=== Section Start ===

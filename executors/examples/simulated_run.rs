//! End-to-end demo: execute a plan offline.
//!
//! Builds a small diamond-shaped plan, runs it through the simulation
//! executor (no API key needed) and prints the report. Run with:
//!
//! ```sh
//! cargo run -p ragdag-executors --example simulated_run
//! ```

use anyhow::Result;
use ragdag_core::api::{EngineConfig, Plan, Processor};
use ragdag_executors::executor_from_config;

#[tokio::main]
async fn main() -> Result<()> {
    tracing_subscriber::fmt::init();

    // 1. Load config; with no API key this selects the simulation executor.
    let config = EngineConfig::default();
    let executor = executor_from_config(&config.llm)?;

    // 2. A plan as the upstream planner would produce it.
    let plan: Plan = serde_json::from_value(serde_json::json!({
        "goal": "Turn raw customer feedback into an action plan",
        "nodes": [
            {
                "id": "extract_themes",
                "description": "Extract main themes from the feedback",
                "inputs": [],
                "promptTemplate": "Extract key themes from:\n\n{{input}}",
                "outputType": "json"
            },
            {
                "id": "prioritize_issues",
                "description": "Prioritize issues by impact",
                "inputs": ["extract_themes"],
                "promptTemplate": "Prioritize these themes:\n{{extract_themes}}",
                "outputType": "text"
            },
            {
                "id": "summarize_findings",
                "description": "Summarize the findings",
                "inputs": ["extract_themes"],
                "promptTemplate": "Summarize:\n{{extract_themes}}",
                "outputType": "text"
            },
            {
                "id": "action_plan",
                "description": "Draft the action plan",
                "inputs": ["prioritize_issues", "summarize_findings"],
                "promptTemplate": "Combine priorities:\n{{prioritize_issues}}\n\nand summary:\n{{summarize_findings}}",
                "outputType": "text"
            }
        ],
        "finalOutput": "action_plan"
    }))?;

    // 3. Run it.
    let processor = Processor::builder()
        .executor(executor)
        .config(config)
        .build()?;

    let input = "Customers love the speed but find the navigation confusing.";
    let report = processor.run(&plan, input).await?;

    println!("goal:          {}", report.plan.goal);
    println!("batches:       {}", report.parallel_batches);
    println!("critical path: {}", report.critical_path.join(" -> "));
    println!(
        "cache:         {} hits / {} misses",
        report.caching.hits, report.caching.misses
    );
    println!("total cost:    ${:.4}", report.total_cost);
    println!();
    for m in &report.metrics {
        println!(
            "  [batch {}] {:<20} {:>4}ms  {:?}",
            m.parallel_batch, m.node_id, m.duration_ms, m.status
        );
    }
    println!();
    println!("final output:\n{}", report.final_output.content.to_text());

    Ok(())
}
use std::future::Future;
use std::sync::atomic::{AtomicBool, Ordering};
use std::sync::Arc;

use futures::stream::{FuturesUnordered, StreamExt};
use tokio::sync::Semaphore;
use tracing::warn;

use crate::error::EngineError;

/// Run one batch of node tasks concurrently, bounded by `max_concurrency`.
///
/// Every task is spawned up front; a semaphore gates how many run at
/// once. When a task fails the shared `abort` flag is raised so tasks
/// still waiting on a permit skip instead of starting. Tasks already
/// in flight run to completion; their results are drained but only the
/// first observed error is returned (later ones are logged).
///
/// A task resolving to `Ok(None)` means it skipped itself (abort seen
/// after acquiring a permit) and contributes nothing to the results.
pub async fn execute_batch<T, F, Fut>(
    node_ids: &[String],
    max_concurrency: usize,
    abort: Arc<AtomicBool>,
    task_fn: F,
) -> Result<Vec<T>, EngineError>
where
    T: Send + 'static,
    F: Fn(String) -> Fut,
    Fut: Future<Output = Result<Option<T>, EngineError>> + Send + 'static,
{
    let semaphore = Arc::new(Semaphore::new(max_concurrency.max(1)));
    let mut tasks = FuturesUnordered::new();

    for node_id in node_ids {
        let fut = task_fn(node_id.clone());
        let semaphore = Arc::clone(&semaphore);
        let abort = Arc::clone(&abort);
        tasks.push(tokio::spawn(async move {
            let _permit = semaphore
                .acquire_owned()
                .await
                .map_err(|e| EngineError::Scheduler(format!("semaphore closed: {e}")))?;
            if abort.load(Ordering::SeqCst) {
                return Ok(None);
            }
            fut.await
        }));
    }

    let mut completed = Vec::with_capacity(node_ids.len());
    let mut first_err: Option<EngineError> = None;

    while let Some(joined) = tasks.next().await {
        let outcome = match joined {
            Ok(outcome) => outcome,
            Err(e) => Err(EngineError::Scheduler(format!("task join failed: {e}"))),
        };
        match outcome {
            Ok(Some(value)) => completed.push(value),
            Ok(None) => {}
            Err(e) => {
                abort.store(true, Ordering::SeqCst);
                if first_err.is_none() {
                    first_err = Some(e);
                } else {
                    warn!(error = %e, "additional batch failure after first error");
                }
            }
        }
    }

    match first_err {
        Some(e) => Err(e),
        None => Ok(completed),
    }
}

#[cfg(test)]
mod tests {
    use super::*;
    use std::sync::atomic::AtomicUsize;
    use std::time::Duration;

    fn ids(names: &[&str]) -> Vec<String> {
        names.iter().map(|s| s.to_string()).collect()
    }

    #[tokio::test]
    async fn test_all_tasks_complete() {
        let abort = Arc::new(AtomicBool::new(false));
        let result = execute_batch(&ids(&["a", "b", "c"]), 4, abort, |node_id| async move {
            Ok(Some(node_id))
        })
        .await
        .unwrap();
        assert_eq!(result.len(), 3);
    }

    #[tokio::test]
    async fn test_concurrency_limit_is_respected() {
        let running = Arc::new(AtomicUsize::new(0));
        let peak = Arc::new(AtomicUsize::new(0));
        let abort = Arc::new(AtomicBool::new(false));

        let result = execute_batch(&ids(&["a", "b", "c", "d"]), 2, abort, |node_id| {
            let running = Arc::clone(&running);
            let peak = Arc::clone(&peak);
            async move {
                let now = running.fetch_add(1, Ordering::SeqCst) + 1;
                peak.fetch_max(now, Ordering::SeqCst);
                tokio::time::sleep(Duration::from_millis(20)).await;
                running.fetch_sub(1, Ordering::SeqCst);
                Ok(Some(node_id))
            }
        })
        .await
        .unwrap();

        assert_eq!(result.len(), 4);
        assert!(peak.load(Ordering::SeqCst) <= 2);
    }

    #[tokio::test]
    async fn test_zero_concurrency_still_makes_progress() {
        let abort = Arc::new(AtomicBool::new(false));
        let result = execute_batch(&ids(&["a"]), 0, abort, |node_id| async move {
            Ok(Some(node_id))
        })
        .await
        .unwrap();
        assert_eq!(result, vec!["a".to_string()]);
    }

    #[tokio::test]
    async fn test_failure_skips_queued_tasks() {
        let executed = Arc::new(AtomicUsize::new(0));
        let abort = Arc::new(AtomicBool::new(false));

        let err = execute_batch(&ids(&["a", "b", "c"]), 1, Arc::clone(&abort), |node_id| {
            let executed = Arc::clone(&executed);
            async move {
                executed.fetch_add(1, Ordering::SeqCst);
                if node_id == "a" {
                    Err(EngineError::Scheduler("forced failure".to_string()))
                } else {
                    Ok(Some(node_id))
                }
            }
        })
        .await
        .unwrap_err();

        assert!(err.to_string().contains("forced failure"));
        assert!(abort.load(Ordering::SeqCst));
        // With a single permit the failure lands before the others start,
        // so at most one of the remaining tasks slips through the flag.
        assert!(executed.load(Ordering::SeqCst) < 3);
    }

    #[tokio::test]
    async fn test_skipped_tasks_are_excluded_from_results() {
        let abort = Arc::new(AtomicBool::new(false));
        let result = execute_batch(&ids(&["a", "b", "c"]), 3, abort, |node_id| async move {
            if node_id == "b" {
                Ok(None)
            } else {
                Ok(Some(node_id))
            }
        })
        .await
        .unwrap();
        assert_eq!(result.len(), 2);
        assert!(!result.contains(&"b".to_string()));
    }
}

=== Section End ===

In the records above, collect each line with "move".

        tasks.push(tokio::spawn(async move {
        let result = execute_batch(&ids(&["a", "b", "c"]), 4, abort, |node_id| async move {
            async move {
        let result = execute_batch(&ids(&["a"]), 0, abort, |node_id| async move {
            async move {
        let result = execute_batch(&ids(&["a", "b", "c"]), 3, abort, |node_id| async move {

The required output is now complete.